Aim of the task » The whole answer is the data below, retyped exactly.

Supplied material »
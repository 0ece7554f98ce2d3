//! Error types for CSV ingestion and export.

use std::path::PathBuf;

use fuzzyfill_model::ModelError;
use thiserror::Error;

/// Errors that can occur while reading or writing tables.
#[derive(Debug, Error)]
pub enum IngestError {
    // === File System Errors ===
    /// CSV file not found.
    #[error("CSV file not found: {path}")]
    FileNotFound { path: PathBuf },

    /// Failed to write file.
    #[error("failed to write file {path}: {source}")]
    FileWrite {
        path: PathBuf,
        #[source]
        source: std::io::Error,
    },

    // === CSV Errors ===
    /// Failed to parse CSV with Polars.
    #[error("failed to parse CSV {path}: {message}")]
    CsvParse { path: PathBuf, message: String },

    /// CSV file has no columns.
    #[error("CSV file is empty: {path}")]
    EmptyCsv { path: PathBuf },

    /// Failed to serialize a table as CSV.
    #[error("failed to write CSV {path}: {message}")]
    CsvWrite { path: PathBuf, message: String },

    /// Header cell that is not a usable column name.
    #[error(transparent)]
    InvalidColumn(#[from] ModelError),

    // === DataFrame Errors ===
    /// Failed DataFrame operation.
    #[error("DataFrame operation failed: {message}")]
    DataFrame { message: String },
}

impl From<polars::prelude::PolarsError> for IngestError {
    fn from(err: polars::prelude::PolarsError) -> Self {
        Self::DataFrame {
            message: err.to_string(),
        }
    }
}

/// Result type for ingestion operations.
pub type Result<T> = std::result::Result<T, IngestError>;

Answer »
repository 0ece7554f98ce2d3
//! Error types for CSV ingestion and export.

use std::path::PathBuf;

use fuzzyfill_model::ModelError;
use thiserror::Error;

/// Errors that can occur while reading or writing tables.
#[derive(Debug, Error)]
pub enum IngestError {
    // === File System Errors ===
    /// CSV file not found.
    #[error("CSV file not found: {path}")]
    FileNotFound { path: PathBuf },

    /// Failed to write file.
    #[error("failed to write file {path}: {source}")]
    FileWrite {
        path: PathBuf,
        #[source]
        source: std::io::Error,
    },

    // === CSV Errors ===
    /// Failed to parse CSV with Polars.
    #[error("failed to parse CSV {path}: {message}")]
    CsvParse { path: PathBuf, message: String },

    /// CSV file has no columns.
    #[error("CSV file is empty: {path}")]
    EmptyCsv { path: PathBuf },

    /// Failed to serialize a table as CSV.
    #[error("failed to write CSV {path}: {message}")]
    CsvWrite { path: PathBuf, message: String },

    /// Header cell that is not a usable column name.
    #[error(transparent)]
    InvalidColumn(#[from] ModelError),

    // === DataFrame Errors ===
    /// Failed DataFrame operation.
    #[error("DataFrame operation failed: {message}")]
    DataFrame { message: String },
}

impl From<polars::prelude::PolarsError> for IngestError {
    fn from(err: polars::prelude::PolarsError) -> Self {
        Self::DataFrame {
            message: err.to_string(),
        }
    }
}

/// Result type for ingestion operations.
pub type Result<T> = std::result::Result<T, IngestError>;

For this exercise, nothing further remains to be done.